From a total of 535 CE procedures performed, 158 were incomplete (29.5%). The univariable analysis showed that CE procedures performed for overt gastrointestinal bleeding (P = 0.002), and for patients with a prior history of abdominal surgery (P = 0.023) or bowel obstruction (P = 0.023) were significantly associated with incomplete CE studies.

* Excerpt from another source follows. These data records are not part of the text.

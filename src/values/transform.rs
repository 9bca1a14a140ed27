// This Source Code Form is subject to the terms of the Mozilla Public
// License, v. 2.0. If a copy of the MPL was not distributed with this
// file, You can obtain one at http://mozilla.org/MPL/2.0/.

use super::stream::Stream;
use crate::geom::Transform;

/// Parses a `transform`/`gradientTransform`/`patternTransform` list:
/// `{matrix|translate|scale|rotate|skewX|skewY}(args)` separated by
/// whitespace and/or commas. Entries compose left-to-right as applied to
/// points (`p' = M1*M2*...*Mn*p`), so each parsed matrix is folded in with
/// `acc.append(&next)`.
pub fn parse_transform_list(text: &str) -> Option<Transform> {
    let mut s = Stream::from(text.trim());
    let mut acc = Transform::identity();

    s.skip_spaces();
    if s.at_end() {
        return None;
    }

    while !s.at_end() {
        let next = parse_one(&mut s)?;
        acc.append(&next);
        s.skip_spaces_and_comma();
    }

    Some(acc)
}

fn parse_one(s: &mut Stream) -> Option<Transform> {
    let name = s.consume_ident();
    s.skip_spaces();
    if !s.consume_byte(b'(') {
        return None;
    }

    let args = parse_args(s)?;
    s.skip_spaces();
    if !s.consume_byte(b')') {
        return None;
    }

    match name {
        "matrix" => {
            if args.len() != 6 {
                return None;
            }
            Some(Transform::new(args[0], args[1], args[2], args[3], args[4], args[5]))
        }
        "translate" => match args.as_slice() {
            [tx] => Some(Transform::new_translate(*tx, 0.0)),
            [tx, ty] => Some(Transform::new_translate(*tx, *ty)),
            _ => None,
        },
        "scale" => match args.as_slice() {
            [sx] => Some(Transform::new_scale(*sx, *sx)),
            [sx, sy] => Some(Transform::new_scale(*sx, *sy)),
            _ => None,
        },
        "rotate" => match args.as_slice() {
            [angle] => Some(Transform::new_rotate(*angle)),
            [angle, cx, cy] => Some(Transform::new_rotate_at(*angle, *cx, *cy)),
            _ => None,
        },
        "skewX" => match args.as_slice() {
            [angle] => Some(Transform::new_skew(*angle, 0.0)),
            _ => None,
        },
        "skewY" => match args.as_slice() {
            [angle] => Some(Transform::new_skew(0.0, *angle)),
            _ => None,
        },
        _ => None,
    }
}

fn parse_args(s: &mut Stream) -> Option<Vec<f64>> {
    let mut out = Vec::new();
    s.skip_spaces();
    while !s.at_end() && s.curr_byte() != Some(b')') {
        out.push(s.parse_number()?);
        s.skip_spaces_and_comma();
    }
    Some(out)
}

#[cfg(test)]
mod tests {
    use super::*;
    use crate::geom::FuzzyEq;

    #[test]
    fn single_translate() {
        let t = parse_transform_list("translate(10, 20)").unwrap();
        assert!(t.fuzzy_eq(&Transform::new_translate(10.0, 20.0)));
    }

    #[test]
    fn matrix_form() {
        let t = parse_transform_list("matrix(1 0 0 1 5 6)").unwrap();
        assert!(t.fuzzy_eq(&Transform::new_translate(5.0, 6.0)));
    }

    #[test]
    fn composition_is_left_to_right_as_applied_to_points() {
        let t = parse_transform_list("translate(10,0) scale(2,2)").unwrap();
        let (x, y) = t.apply(1.0, 1.0);
        assert!(x.fuzzy_eq(&12.0));
        assert!(y.fuzzy_eq(&2.0));
    }

    #[test]
    fn rotate_with_pivot() {
        let t = parse_transform_list("rotate(90, 1, 1)").unwrap();
        let (x, y) = t.apply(1.0, 1.0);
        assert!(x.fuzzy_eq(&1.0));
        assert!(y.fuzzy_eq(&1.0));
    }

    #[test]
    fn malformed_arg_count_rejected() {
        assert!(parse_transform_list("skewX(1, 2)").is_none());
    }
}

Patients on opiate medications (P = 0.094) as well as hospitalized patients (P = 0.054) were not statistically significant, but did show a trend towards incomplete CE. The multivariable analysis showed that independent risk factors for an incomplete CE procedure include prior history of bowel obstruction [odds ratios (OR) 2.77, P = 0.02, 95% confidence intervals (CI): 1.17-6.56] and procedures performed for gastrointestinal bleeding (Occult OR 2.04, P = 0.037, 95% CI: 1.04-4.02 and Overt OR 2.69, P = 0.002, 95% CI: 1.44-5.05). Patients with a prior history of abdominal surgery (OR 1.46, P = 0.068, 95% CI: 0.97-2.19), those taking opiate medications (OR 1.54, P = 0.15, 95% CI: 0.86-2.76) and hospitalized patients (OR 1.82, P = 0.124, 95% CI: 0.85-3.93) showed a trend towards statistical significance.
We have identified a number of risk factors for incomplete CE procedures that can be used to risk-stratify patients and guide interventions to improve completion rates.
确定与小肠胶囊内镜(CE)检查不完整相关的患者风险因素。
对 2001 年 12 月至 2008 年 6 月期间在不列颠哥伦比亚省温哥华圣保罗医院进行的所有 CE 程序的数据进行回顾性收集和分析。完整和不完整 CE 研究组的数据收集包括患者人口统计学特征以及一些潜在的 CE 不完整风险因素,包括检查的适应证、住院、有或无终末器官损害的糖尿病、活动能力受限、肾功能不全、既往肠梗阻、腹部手术、腹部放射治疗和阿片类药物使用史。使用单变量和多变量逻辑回归模型分析风险因素。
在总共进行的 535 例 CE 检查中,有 158 例(29.5%)不完整。单变量分析显示,CE 检查用于明显胃肠道出血(P=0.002),以及用于既往有腹部手术史(P=0.023)或肠梗阻史(P=0.023)的患者,与不完整的 CE 研究显著相关。正在使用阿片类药物的患者(P=0.094)和住院患者(P=0.054)虽然没有统计学意义,但确实显示出 CE 不完整的趋势。多变量分析显示,CE 检查不完整的独立风险因素包括既往有肠梗阻史[比值比(OR)2.77,P=0.02,95%置信区间(CI):1.17-6.56]和因胃肠道出血进行的检查[隐匿性 OR 2.04,P=0.037,95%CI:1.04-4.02 和显性 OR 2.69,P=0.002,95%CI:1.44-5.05]。既往有腹部手术史的患者(OR 1.46,P=0.068,95%CI:0.97-2.19)、使用阿片类药物的患者(OR 1.54,P=0.15,95%CI:0.86-2.76)和住院患者(OR 1.82,P=0.124,95%CI:0.85-3.93)有统计学意义的趋势。
我们已经确定了一些与 CE 检查不完整相关的风险因素,可用于对患者进行风险分层并指导干预措施以提高完成率。